Top of DATASET EXTRACT

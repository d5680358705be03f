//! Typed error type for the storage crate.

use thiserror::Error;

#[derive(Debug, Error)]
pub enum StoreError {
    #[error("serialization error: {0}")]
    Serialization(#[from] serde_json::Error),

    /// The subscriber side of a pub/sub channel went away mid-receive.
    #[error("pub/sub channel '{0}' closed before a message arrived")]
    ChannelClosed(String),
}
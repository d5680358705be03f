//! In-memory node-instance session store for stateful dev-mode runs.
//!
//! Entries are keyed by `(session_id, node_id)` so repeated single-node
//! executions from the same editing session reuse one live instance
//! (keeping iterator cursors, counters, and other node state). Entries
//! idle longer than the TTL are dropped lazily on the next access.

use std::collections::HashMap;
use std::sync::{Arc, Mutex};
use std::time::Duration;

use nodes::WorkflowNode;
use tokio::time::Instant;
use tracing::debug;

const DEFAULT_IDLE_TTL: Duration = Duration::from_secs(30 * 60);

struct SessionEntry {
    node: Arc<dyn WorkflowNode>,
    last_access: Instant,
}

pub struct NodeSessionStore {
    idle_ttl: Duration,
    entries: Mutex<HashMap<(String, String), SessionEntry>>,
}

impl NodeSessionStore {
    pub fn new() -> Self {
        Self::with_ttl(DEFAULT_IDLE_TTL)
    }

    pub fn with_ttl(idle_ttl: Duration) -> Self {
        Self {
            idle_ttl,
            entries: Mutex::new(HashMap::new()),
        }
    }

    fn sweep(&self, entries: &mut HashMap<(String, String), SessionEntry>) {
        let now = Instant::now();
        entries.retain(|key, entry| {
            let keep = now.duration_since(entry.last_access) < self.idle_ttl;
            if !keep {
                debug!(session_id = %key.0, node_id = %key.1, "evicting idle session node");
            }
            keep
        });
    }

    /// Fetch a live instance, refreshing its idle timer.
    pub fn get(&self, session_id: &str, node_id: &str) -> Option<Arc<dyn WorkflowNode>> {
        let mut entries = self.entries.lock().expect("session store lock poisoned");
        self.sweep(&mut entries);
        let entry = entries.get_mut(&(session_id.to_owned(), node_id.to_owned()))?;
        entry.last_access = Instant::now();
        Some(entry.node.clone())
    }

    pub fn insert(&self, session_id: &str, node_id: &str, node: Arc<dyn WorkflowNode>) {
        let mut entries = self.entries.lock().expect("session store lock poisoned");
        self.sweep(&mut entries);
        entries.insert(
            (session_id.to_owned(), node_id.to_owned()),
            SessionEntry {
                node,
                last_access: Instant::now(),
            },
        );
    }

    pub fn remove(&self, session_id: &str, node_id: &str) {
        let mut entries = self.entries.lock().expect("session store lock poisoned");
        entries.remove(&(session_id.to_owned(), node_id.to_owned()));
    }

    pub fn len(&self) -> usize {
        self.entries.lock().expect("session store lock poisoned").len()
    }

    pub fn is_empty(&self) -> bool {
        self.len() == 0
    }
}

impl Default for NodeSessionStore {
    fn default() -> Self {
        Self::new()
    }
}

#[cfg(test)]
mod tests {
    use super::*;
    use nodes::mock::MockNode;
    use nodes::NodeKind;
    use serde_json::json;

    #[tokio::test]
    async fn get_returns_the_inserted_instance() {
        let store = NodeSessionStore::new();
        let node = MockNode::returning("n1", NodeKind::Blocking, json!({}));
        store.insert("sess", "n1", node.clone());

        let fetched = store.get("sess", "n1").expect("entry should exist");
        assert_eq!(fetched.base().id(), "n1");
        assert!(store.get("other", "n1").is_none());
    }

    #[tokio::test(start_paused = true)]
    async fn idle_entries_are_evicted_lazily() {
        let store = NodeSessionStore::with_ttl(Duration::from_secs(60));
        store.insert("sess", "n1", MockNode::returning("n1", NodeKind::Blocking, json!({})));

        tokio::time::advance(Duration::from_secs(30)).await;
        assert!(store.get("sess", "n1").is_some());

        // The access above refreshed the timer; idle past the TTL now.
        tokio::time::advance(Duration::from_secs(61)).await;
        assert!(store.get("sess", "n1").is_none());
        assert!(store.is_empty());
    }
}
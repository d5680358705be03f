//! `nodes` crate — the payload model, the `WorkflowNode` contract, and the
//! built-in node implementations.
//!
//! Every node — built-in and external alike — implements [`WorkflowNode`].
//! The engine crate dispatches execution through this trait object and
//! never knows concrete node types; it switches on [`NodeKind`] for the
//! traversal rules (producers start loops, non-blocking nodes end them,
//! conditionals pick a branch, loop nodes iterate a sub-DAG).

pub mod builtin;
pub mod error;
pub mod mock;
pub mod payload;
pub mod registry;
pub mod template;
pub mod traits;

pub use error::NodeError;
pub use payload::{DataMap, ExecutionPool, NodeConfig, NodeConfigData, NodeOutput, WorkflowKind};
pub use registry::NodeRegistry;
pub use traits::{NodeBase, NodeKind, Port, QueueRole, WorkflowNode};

Bottom of DATASET EXTRACT
Top of DATASET EXTRACT

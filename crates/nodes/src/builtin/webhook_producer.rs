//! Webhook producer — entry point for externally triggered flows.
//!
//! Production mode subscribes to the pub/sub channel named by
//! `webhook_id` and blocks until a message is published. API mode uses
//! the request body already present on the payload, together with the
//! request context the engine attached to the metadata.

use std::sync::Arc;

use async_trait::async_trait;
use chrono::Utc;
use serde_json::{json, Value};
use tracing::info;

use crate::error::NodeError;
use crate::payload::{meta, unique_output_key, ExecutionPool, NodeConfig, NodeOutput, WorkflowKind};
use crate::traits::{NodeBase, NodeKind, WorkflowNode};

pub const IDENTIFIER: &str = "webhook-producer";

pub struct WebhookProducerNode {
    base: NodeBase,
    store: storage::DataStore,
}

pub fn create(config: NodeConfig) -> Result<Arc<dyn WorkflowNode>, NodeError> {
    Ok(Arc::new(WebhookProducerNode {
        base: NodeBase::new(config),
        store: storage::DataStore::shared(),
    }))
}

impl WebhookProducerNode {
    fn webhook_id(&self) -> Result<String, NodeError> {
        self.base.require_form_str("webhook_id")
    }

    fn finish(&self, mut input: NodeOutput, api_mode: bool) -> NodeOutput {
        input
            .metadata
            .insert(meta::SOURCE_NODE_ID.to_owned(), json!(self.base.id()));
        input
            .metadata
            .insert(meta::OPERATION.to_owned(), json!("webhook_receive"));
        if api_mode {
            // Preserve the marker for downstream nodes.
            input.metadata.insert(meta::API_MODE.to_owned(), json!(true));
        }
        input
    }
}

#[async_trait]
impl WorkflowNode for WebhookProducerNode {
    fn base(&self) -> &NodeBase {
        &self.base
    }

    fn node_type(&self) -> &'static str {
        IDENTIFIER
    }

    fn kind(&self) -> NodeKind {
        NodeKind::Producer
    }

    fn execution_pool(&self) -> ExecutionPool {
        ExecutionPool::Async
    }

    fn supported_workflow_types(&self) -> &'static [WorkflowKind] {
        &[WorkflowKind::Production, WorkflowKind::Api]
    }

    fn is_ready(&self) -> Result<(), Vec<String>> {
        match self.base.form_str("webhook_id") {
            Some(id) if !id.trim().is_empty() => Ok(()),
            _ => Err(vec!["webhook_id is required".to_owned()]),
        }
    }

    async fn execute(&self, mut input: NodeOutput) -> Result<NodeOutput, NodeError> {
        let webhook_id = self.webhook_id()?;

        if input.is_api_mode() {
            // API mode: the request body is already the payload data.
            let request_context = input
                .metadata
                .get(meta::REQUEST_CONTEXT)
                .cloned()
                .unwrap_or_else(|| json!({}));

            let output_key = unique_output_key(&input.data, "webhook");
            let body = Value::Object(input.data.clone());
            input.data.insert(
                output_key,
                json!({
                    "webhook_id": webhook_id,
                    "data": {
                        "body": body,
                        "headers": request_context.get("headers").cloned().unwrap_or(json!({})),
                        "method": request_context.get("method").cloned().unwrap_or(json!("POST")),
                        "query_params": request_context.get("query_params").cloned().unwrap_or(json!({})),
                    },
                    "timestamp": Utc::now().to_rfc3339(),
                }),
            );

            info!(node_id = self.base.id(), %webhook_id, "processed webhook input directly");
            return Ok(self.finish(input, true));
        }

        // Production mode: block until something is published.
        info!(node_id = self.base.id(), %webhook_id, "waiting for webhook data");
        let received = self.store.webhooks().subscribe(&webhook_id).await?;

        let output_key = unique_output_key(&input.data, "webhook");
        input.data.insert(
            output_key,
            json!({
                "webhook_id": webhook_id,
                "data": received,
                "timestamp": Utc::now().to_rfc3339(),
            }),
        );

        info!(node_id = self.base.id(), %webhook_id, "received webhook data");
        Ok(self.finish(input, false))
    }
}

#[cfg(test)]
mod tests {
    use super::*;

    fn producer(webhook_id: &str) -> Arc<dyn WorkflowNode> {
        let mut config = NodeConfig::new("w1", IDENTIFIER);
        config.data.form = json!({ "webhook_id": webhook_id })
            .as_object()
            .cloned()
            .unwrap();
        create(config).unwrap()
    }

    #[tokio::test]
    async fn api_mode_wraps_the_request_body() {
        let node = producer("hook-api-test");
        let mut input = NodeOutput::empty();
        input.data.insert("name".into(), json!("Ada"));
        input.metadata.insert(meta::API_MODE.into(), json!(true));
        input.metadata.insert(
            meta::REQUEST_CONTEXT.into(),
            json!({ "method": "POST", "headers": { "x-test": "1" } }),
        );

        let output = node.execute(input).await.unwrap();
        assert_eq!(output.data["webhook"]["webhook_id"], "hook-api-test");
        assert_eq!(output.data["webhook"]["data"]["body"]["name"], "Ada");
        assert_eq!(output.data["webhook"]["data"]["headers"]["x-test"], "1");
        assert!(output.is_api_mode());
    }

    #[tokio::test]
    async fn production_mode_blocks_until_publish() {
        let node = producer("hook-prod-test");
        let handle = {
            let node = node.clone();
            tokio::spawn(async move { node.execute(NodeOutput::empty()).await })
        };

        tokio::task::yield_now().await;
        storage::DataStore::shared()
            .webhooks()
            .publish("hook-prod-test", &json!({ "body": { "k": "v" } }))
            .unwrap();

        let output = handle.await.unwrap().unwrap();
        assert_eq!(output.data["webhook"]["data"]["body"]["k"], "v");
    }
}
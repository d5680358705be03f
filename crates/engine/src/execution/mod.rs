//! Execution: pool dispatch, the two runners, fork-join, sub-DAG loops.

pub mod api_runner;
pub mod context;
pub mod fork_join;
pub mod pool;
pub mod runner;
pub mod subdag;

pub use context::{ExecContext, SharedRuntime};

Bottom of DATASET EXTRACT

For the string "loops", work out how many lines of the data contain it; answer with the number alone.

OUTPUT — 2